Project Crashing Optimization Strategy with Risk Consideration

Read this article. The study develops a comprehensive evaluation strategy for project management. Section 2.1, Schedule Method-CPM/PERT, suggests that CPM does not consider risk or uncertainty. What would you add to a sensitivity analysis such that it could address risks or uncertainties?

Discussion and Conclusion

Various risks and uncertainties exist in EPC projects. They lead to projects not completed within time and cost limits. In the construction industry, contractors always use previous execution experiences to estimate project durations and costs, which lead to many risks during project execution. This study presents the frameworks of project schedule risk analysis and time-cost trade-off strategy. It introduces a hybrid method for solving time-cost trade-off problems based on Monte Carlo simulation and integer linear programming. Monte Carlo simulation is initially used to develop the probability distribution of the possible project completion duration in different scenarios by considering potential risks, and integer linear programming is applied to determine the crashing strategy for time-cost optimization.

Monte Carlo simulation can be used for the engineering schedule risk analysis to obtain the most probable project completion time by identification of risk factors and sensitivity analysis. Qualitative and quantitative risk analyses should be conducted for all potential risk items during the quotation phase. As in the case study, the project completion duration specified in the contract, which is 976 days, turns out to be an impossible requirement because the simulation results validate that the total project duration is 1,079 days with 80% probability and 1,123 days with 100% probability after considering the risk mitigation effects. On the basis of the risk analysis result, a contractor might propose a reasonable schedule to the owner to avoid the fine caused by schedule delay. But the owner would not accept it and would disqualify the contractor from the bidding. On the other hand, paying delay penalties will result in serious damage to the corporation's reputation, so companies are not inclined to choose this option. Therefore, contractors must determine crashing strategies and assess whether to approach this project. This study introduces a new hybrid method to provide a simple tool to evaluate project execution under a crashing strategy and risk consideration. The proposed hybrid method selects the most critical path using a schedule sensitivity index from Monte Carlo simulation results and then uses a mathematical integer linear programming optimization method to solve the constructed model for the selected path. This model can be effectively applied in a practical EPC project for assessment during a bidding stage and may help project planners to manage the project completion time accurately from a risky amount to a desirable predefined value. This approach will also allow managers to understand the trade-off between project execution time and cost under crashing strategies and risk consideration. It enables managers to optimize their decision-making reference while approaching a project.

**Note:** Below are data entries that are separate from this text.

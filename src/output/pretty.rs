use std::fmt::Write as _;

use chrono::{DateTime, Utc};
use colored::Colorize;

use crate::features::conflict::SyncConflict;
use crate::features::payments::{format_minor, OfflinePayment, PaymentAnalytics, PaymentStatus, SyncReport};
use crate::features::sync::{DeadLetter, DrainReport, QueueItem};
use crate::service::{ConflictOutcome, LedgerStatus};

const RULE_WIDTH: usize = 60;

fn rule() -> String {
    "─".repeat(RULE_WIDTH)
}

fn age(since: DateTime<Utc>) -> String {
    let age = Utc::now().signed_duration_since(since);
    if age.num_days() > 0 {
        format!("{}d ago", age.num_days())
    } else if age.num_hours() > 0 {
        format!("{}h ago", age.num_hours())
    } else if age.num_minutes() > 0 {
        format!("{}m ago", age.num_minutes())
    } else {
        "just now".to_string()
    }
}

fn short_id(id: &uuid::Uuid) -> String {
    id.to_string().chars().take(8).collect()
}

/// Format the combined status view.
pub fn format_status_pretty(status: &LedgerStatus) -> String {
    let queue = &status.queue;
    let mut lines = vec!["Offline Ledger Status".bold().to_string(), "─".repeat(40)];

    let connectivity = if queue.is_online {
        "online".green()
    } else {
        "offline".yellow()
    };
    lines.push(format!("  Network:       {connectivity}"));
    lines.push(format!(
        "  Queued:        {} {}",
        queue.queue_length,
        if queue.is_draining {
            "draining".cyan()
        } else {
            "mutations".dimmed()
        }
    ));
    lines.push(format!(
        "  Dead letters:  {} {}",
        queue.dead_letter_count,
        if queue.dead_letter_count > 0 {
            "need attention".red()
        } else {
            "".normal()
        }
    ));

    let unsynced: usize = status
        .payments
        .by_status
        .iter()
        .filter(|(status, _)| *status != "synced" && *status != "cancelled")
        .map(|(_, count)| count)
        .sum();
    lines.push(format!("  Payments:      {unsynced} {}", "unsynced".dimmed()));
    lines.push(format!(
        "  Conflicts:     {} {}",
        status.pending_conflicts,
        if status.pending_conflicts > 0 {
            "awaiting decision".red()
        } else {
            "".normal()
        }
    ));

    if let Some(at) = queue.last_drain_at {
        lines.push(format!("  Last drain:    {}", age(at).dimmed()));
    }
    if queue.durability_degraded {
        lines.push(String::new());
        lines.push(
            "⚠ Durable storage is failing; changes are held in memory only"
                .yellow()
                .to_string(),
        );
    }

    lines.join("\n")
}

/// Format the pending mutation queue.
pub fn format_queue_pretty(items: &[QueueItem]) -> String {
    if items.is_empty() {
        return "Mutation Queue (0 items)\n  Nothing pending".to_string();
    }

    let mut output = format!("Mutation Queue ({} items)\n", items.len());
    output.push_str(&rule());
    output.push('\n');

    for item in items {
        let icon = if item.retry_count == 0 {
            "○".white()
        } else {
            "↻".yellow()
        };
        let mut line = format!(
            "{} {}  {}",
            icon,
            short_id(&item.id).dimmed(),
            item.action.display_name().bold()
        );
        if let Some(entity_id) = &item.payload.entity_id {
            let _ = write!(line, "  {}", entity_id.cyan());
        }
        let _ = write!(
            line,
            "  {}",
            format!("{}/{}", item.retry_count, item.max_retries).dimmed()
        );
        if let Some(error) = &item.last_error {
            let _ = write!(line, "  {}", error.red());
        }
        output.push_str(&line);
        output.push('\n');
    }

    output
}

/// Format dead-lettered mutations.
pub fn format_dead_letters_pretty(letters: &[DeadLetter]) -> String {
    if letters.is_empty() {
        return "Dead Letters (0)\n  Nothing needs attention".to_string();
    }

    let mut output = format!("Dead Letters ({})\n", letters.len());
    output.push_str(&rule());
    output.push('\n');

    for letter in letters {
        let _ = writeln!(
            output,
            "{} {}  {}  {}",
            "✗".red(),
            letter.item.id.to_string().dimmed(),
            letter.item.action.display_name().bold(),
            age(letter.dead_lettered_at).dimmed()
        );
        let _ = writeln!(output, "    {}", letter.reason.to_string().yellow());
        if let Some(error) = &letter.item.last_error {
            let _ = writeln!(output, "    {}", error.red());
        }
    }

    output
}

/// Format the result of a mutation drain.
pub fn format_drain_pretty(report: &DrainReport) -> String {
    if report.skipped {
        return format!("{} A drain is already running", "○".dimmed());
    }
    if report.attempted == 0 && report.deferred == 0 {
        return format!("{} Nothing to drain", "○".dimmed());
    }

    let mut lines = vec![format!(
        "Drained {} mutations: {} {}",
        report.attempted,
        report.succeeded.to_string().green(),
        "succeeded".green()
    )];
    if report.retained > 0 {
        lines.push(format!("  {} {} kept for retry", "↻".yellow(), report.retained));
    }
    if report.dead_lettered > 0 {
        lines.push(format!(
            "  {} {} moved to dead letters",
            "✗".red(),
            report.dead_lettered
        ));
    }
    if report.conflicts > 0 {
        lines.push(format!("  {} {} conflicts resolved", "⇄".cyan(), report.conflicts));
    }
    if report.deferred > 0 {
        lines.push(format!(
            "  {} {} deferred until back online",
            "○".dimmed(),
            report.deferred
        ));
    }
    lines.join("\n")
}

fn payment_icon(status: PaymentStatus) -> colored::ColoredString {
    match status {
        PaymentStatus::Queued => "○".white(),
        PaymentStatus::CapturedOffline => "◐".cyan(),
        PaymentStatus::PendingSync => "↻".yellow(),
        PaymentStatus::Synced => "✓".green(),
        PaymentStatus::Failed => "✗".red(),
        PaymentStatus::Cancelled => "-".dimmed(),
    }
}

/// Format one payment in detail.
pub fn format_payment_pretty(payment: &OfflinePayment) -> String {
    let mut output = format!(
        "{} {} {} to {}\n",
        payment_icon(payment.status),
        format_minor(payment.effective_amount()).bold(),
        payment.currency,
        payment.recipient.bold()
    );
    let _ = writeln!(output, "  {}: {}", "ID".dimmed(), payment.id);
    let _ = writeln!(output, "  {}: {}", "Status".dimmed(), payment.status);
    let _ = writeln!(output, "  {}: {}", "Method".dimmed(), payment.method);
    let _ = writeln!(
        output,
        "  {}: {}/{}",
        "Retries".dimmed(),
        payment.retry_count,
        payment.max_retries
    );

    if let Some(description) = &payment.description {
        let _ = writeln!(output, "  {}: {}", "Description".dimmed(), description);
    }
    if let Some(capture) = &payment.capture {
        let _ = writeln!(
            output,
            "  {}: {} via {}",
            "Captured".dimmed(),
            format_minor(capture.amount),
            capture.method
        );
    }
    if let Some(remote_ref) = &payment.remote_ref {
        let _ = writeln!(output, "  {}: {}", "Reference".dimmed(), remote_ref);
    }
    if let Some(cancellation) = &payment.cancellation {
        let _ = writeln!(output, "  {}: {}", "Cancelled".dimmed(), cancellation.reason);
    }
    if let Some(conflict) = &payment.pending_conflict {
        let _ = writeln!(
            output,
            "  {}: {}",
            "Conflict".dimmed(),
            conflict.to_string().yellow()
        );
    }
    if let Some(error) = &payment.last_error {
        let _ = writeln!(output, "  {}: {}", "Error".dimmed(), error.red());
    }
    let _ = write!(
        output,
        "  {}: {}",
        "Queued".dimmed(),
        payment.queued_at.format("%Y-%m-%d %H:%M")
    );

    output
}

/// Format a list of payments as a table.
pub fn format_payments_pretty(payments: &[OfflinePayment]) -> String {
    if payments.is_empty() {
        return "Payments (0)\n  No payments".to_string();
    }

    let mut output = format!("Payments ({})\n", payments.len());
    output.push_str(&rule());
    output.push('\n');

    for payment in payments {
        let _ = writeln!(
            output,
            "{} {}  {:>10} {}  {}  {}",
            payment_icon(payment.status),
            short_id(&payment.id).dimmed(),
            format_minor(payment.effective_amount()),
            payment.currency,
            payment.recipient.bold(),
            payment.status.to_string().dimmed()
        );
    }

    output
}

/// Format the result of a payment sync pass.
pub fn format_sync_report_pretty(report: &SyncReport) -> String {
    if report.not_run {
        return format!("{} Payment sync did not run (offline or busy)", "○".dimmed());
    }
    if report.total() == 0 {
        return format!("{} No payments to sync", "○".dimmed());
    }

    let mut lines = Vec::new();
    for result in &report.results {
        let short = short_id(&result.payment_id);
        if result.skipped {
            lines.push(format!(
                "{} {} {}",
                "○".dimmed(),
                short,
                "failed; run `payment retry`".dimmed()
            ));
        } else if result.success {
            lines.push(format!("{} {} {}", "✓".green(), short, result.status));
        } else {
            lines.push(format!(
                "{} {} {}",
                "✗".red(),
                short,
                result.error.as_deref().unwrap_or("failed").red()
            ));
        }
    }
    lines.push(String::new());
    lines.push(format!(
        "Synced {}, failed {}, skipped {}",
        report.succeeded.to_string().green(),
        report.failed.to_string().red(),
        report.skipped
    ));
    lines.join("\n")
}

/// Format payment analytics.
pub fn format_analytics_pretty(analytics: &PaymentAnalytics) -> String {
    let mut lines = vec!["Payment Analytics".bold().to_string(), "─".repeat(40)];
    lines.push(format!("  Total:         {}", analytics.total));
    for (status, count) in &analytics.by_status {
        if *count > 0 {
            lines.push(format!("  {:<14} {count}", format!("{status}:")));
        }
    }

    if !analytics.unsynced_by_currency.is_empty() {
        lines.push(String::new());
        lines.push("Unsynced".bold().to_string());
        for (currency, amount) in &analytics.unsynced_by_currency {
            lines.push(format!("  {currency} {}", format_minor(*amount).yellow()));
        }
    }
    if !analytics.synced_by_currency.is_empty() {
        lines.push(String::new());
        lines.push("Synced".bold().to_string());
        for (currency, amount) in &analytics.synced_by_currency {
            lines.push(format!("  {currency} {}", format_minor(*amount).green()));
        }
    }

    lines.push(String::new());
    lines.push(format!(
        "  Failure rate:  {:.1}%",
        analytics.failure_rate * 100.0
    ));
    if analytics.exhausted > 0 {
        lines.push(format!(
            "  Exhausted:     {} {}",
            analytics.exhausted,
            "no retries left".red()
        ));
    }
    if let Some(oldest) = analytics.oldest_unsynced {
        lines.push(format!("  Oldest:        {}", age(oldest).dimmed()));
    }
    lines.join("\n")
}

/// Format the conflict log.
pub fn format_conflicts_pretty(conflicts: &[SyncConflict]) -> String {
    if conflicts.is_empty() {
        return "Conflicts (0)\n  No conflicts recorded".to_string();
    }

    let mut output = format!("Conflicts ({})\n", conflicts.len());
    output.push_str(&rule());
    output.push('\n');

    for conflict in conflicts {
        let icon = if conflict.awaiting_user() {
            "?".yellow()
        } else {
            "✓".green()
        };
        let _ = writeln!(
            output,
            "{} {}  {} {}  {:?}  {}",
            icon,
            conflict.id.to_string().dimmed(),
            conflict.subject.entity,
            conflict.subject.local_ref,
            conflict.kind,
            conflict.resolution.label().bold()
        );
    }

    output
}

/// Format the effect of a manual conflict decision.
pub fn format_conflict_outcome_pretty(outcome: &ConflictOutcome) -> String {
    match outcome {
        ConflictOutcome::Mutation(Some(item)) => format!(
            "{} Requeued {} {}",
            "✓".green(),
            item.action.display_name(),
            short_id(&item.id).dimmed()
        ),
        ConflictOutcome::Mutation(None) => {
            format!("{} Local mutation dropped; remote version kept", "✓".green())
        }
        ConflictOutcome::Payment(Some(payment)) => format!(
            "{} Payment {} is now {}",
            "✓".green(),
            short_id(&payment.id).dimmed(),
            payment.status
        ),
        ConflictOutcome::Payment(None) => {
            format!("{} Conflict settled; no payment was waiting on it", "✓".green())
        }
    }
}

This study provides comprehensive plans for project schedule risk analysis and time-cost trade-off strategy, identifies and understands the critical path and near critical paths through a real case study, proposes a hybrid approach with Monte Carlo simulation and mathematical integer linear programming to solve problems related to project scheduling, constructs a mathematical model of the project crashing strategy coded by CPLEX to determine the optimal project completion schedule and minimize the total cost, analyzes the relationship between project crash cost and delay penalty, and provides reference points to project budgeting under crashing strategy and risk consideration.